═══ Dataset records ═══

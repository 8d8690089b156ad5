use stampede::Stage;
use std::sync::OnceLock;
use std::time::Duration;
use tracing_subscriber::{EnvFilter, FmtSubscriber};

#[allow(unused)]
pub fn init() {
    static ONCE_LOCK: OnceLock<()> = OnceLock::new();

    ONCE_LOCK.get_or_init(|| {
        let filter = EnvFilter::try_from_default_env()
            .unwrap_or_else(|_| EnvFilter::new("stampede=debug,poster_load=debug,mock_service=info"));
        let _ = FmtSubscriber::builder()
            .with_env_filter(filter)
            .with_test_writer()
            .try_init();
    });
}

/// A two second profile: ramp to 5 VUs, hold, ramp down.
#[allow(unused)]
pub fn short_stages() -> Vec<Stage> {
    vec![
        Stage::new(Duration::from_millis(500), 5),
        Stage::new(Duration::from_secs(1), 5),
        Stage::new(Duration::from_millis(500), 0),
    ]
}
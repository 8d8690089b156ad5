use governor::DefaultDirectRateLimiter;
use metrics_util::AtomicBucket;
use std::{
    future::Future,
    sync::{
        atomic::{AtomicU64, Ordering},
        Arc,
    },
    time::Duration,
};
use stampede_core::TransactionLabels;
use tokio::time::Instant;

/// Transaction hook used by the `#[transaction]` macro. Not intended to be used manually.
pub async fn transaction_hook<T, R, E>(labels: TransactionLabels, func: T) -> T::Output
where
    T: Future<Output = Result<R, E>>,
{
    if let Ok(hook) = TRANSACTION_HOOK.try_with(|v| v.clone()) {
        if let Some(limiter) = &hook.limiter {
            limiter.until_ready().await;
        }

        let start = Instant::now();
        let res = func.await;
        let elapsed = start.elapsed();

        hook.latency.push(elapsed);
        #[cfg(feature = "metrics")]
        metrics::histogram!(labels.latency).record(elapsed.as_secs_f64());

        if res.is_ok() {
            hook.success.fetch_add(1, Ordering::Relaxed);
            #[cfg(feature = "metrics")]
            metrics::counter!(labels.success).increment(1);
        } else {
            hook.error.fetch_add(1, Ordering::Relaxed);
            #[cfg(feature = "metrics")]
            metrics::counter!(labels.error).increment(1);
            tracing::trace!(counter = labels.error, "Transaction failed.");
        }

        res
    } else {
        tracing::warn!("No hook available; transaction is not being measured.");
        func.await
    }
}

#[derive(Clone)]
pub(crate) struct TransactionData {
    pub limiter: Option<Arc<DefaultDirectRateLimiter>>,
    pub success: Arc<AtomicU64>,
    pub error: Arc<AtomicU64>,
    pub latency: Arc<AtomicBucket<Duration>>,
}

tokio::task_local! {
    pub(crate) static TRANSACTION_HOOK: TransactionData;
}
mod config;
mod constants;
mod error;
mod metrics;
mod stats;

pub use config::*;
pub use constants::*;
pub use error::*;
pub use metrics::*;
pub use stats::*;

═══

• [Assignment]: The entries above are to be transcribed in full and without error.

• [Result of the task]:
repository 8d8690089b156ad5
use stampede::Stage;
use std::sync::OnceLock;
use std::time::Duration;
use tracing_subscriber::{EnvFilter, FmtSubscriber};

#[allow(unused)]
pub fn init() {
    static ONCE_LOCK: OnceLock<()> = OnceLock::new();

    ONCE_LOCK.get_or_init(|| {
        let filter = EnvFilter::try_from_default_env()
            .unwrap_or_else(|_| EnvFilter::new("stampede=debug,poster_load=debug,mock_service=info"));
        let _ = FmtSubscriber::builder()
            .with_env_filter(filter)
            .with_test_writer()
            .try_init();
    });
}

/// A two second profile: ramp to 5 VUs, hold, ramp down.
#[allow(unused)]
pub fn short_stages() -> Vec<Stage> {
    vec![
        Stage::new(Duration::from_millis(500), 5),
        Stage::new(Duration::from_secs(1), 5),
        Stage::new(Duration::from_millis(500), 0),
    ]
}
repository 8d8690089b156ad5
use governor::DefaultDirectRateLimiter;
use metrics_util::AtomicBucket;
use std::{
    future::Future,
    sync::{
        atomic::{AtomicU64, Ordering},
        Arc,
    },
    time::Duration,
};
use stampede_core::TransactionLabels;
use tokio::time::Instant;

/// Transaction hook used by the `#[transaction]` macro. Not intended to be used manually.
pub async fn transaction_hook<T, R, E>(labels: TransactionLabels, func: T) -> T::Output
where
    T: Future<Output = Result<R, E>>,
{
    if let Ok(hook) = TRANSACTION_HOOK.try_with(|v| v.clone()) {
        if let Some(limiter) = &hook.limiter {
            limiter.until_ready().await;
        }

        let start = Instant::now();
        let res = func.await;
        let elapsed = start.elapsed();

        hook.latency.push(elapsed);
        #[cfg(feature = "metrics")]
        metrics::histogram!(labels.latency).record(elapsed.as_secs_f64());

        if res.is_ok() {
            hook.success.fetch_add(1, Ordering::Relaxed);
            #[cfg(feature = "metrics")]
            metrics::counter!(labels.success).increment(1);
        } else {
            hook.error.fetch_add(1, Ordering::Relaxed);
            #[cfg(feature = "metrics")]
            metrics::counter!(labels.error).increment(1);
            tracing::trace!(counter = labels.error, "Transaction failed.");
        }

        res
    } else {
        tracing::warn!("No hook available; transaction is not being measured.");
        func.await
    }
}

#[derive(Clone)]
pub(crate) struct TransactionData {
    pub limiter: Option<Arc<DefaultDirectRateLimiter>>,
    pub success: Arc<AtomicU64>,
    pub error: Arc<AtomicU64>,
    pub latency: Arc<AtomicBucket<Duration>>,
}

tokio::task_local! {
    pub(crate) static TRANSACTION_HOOK: TransactionData;
}
mod config;
mod constants;
mod error;
mod metrics;
mod stats;

pub use config::*;
pub use constants::*;
pub use error::*;
pub use metrics::*;
pub use stats::*;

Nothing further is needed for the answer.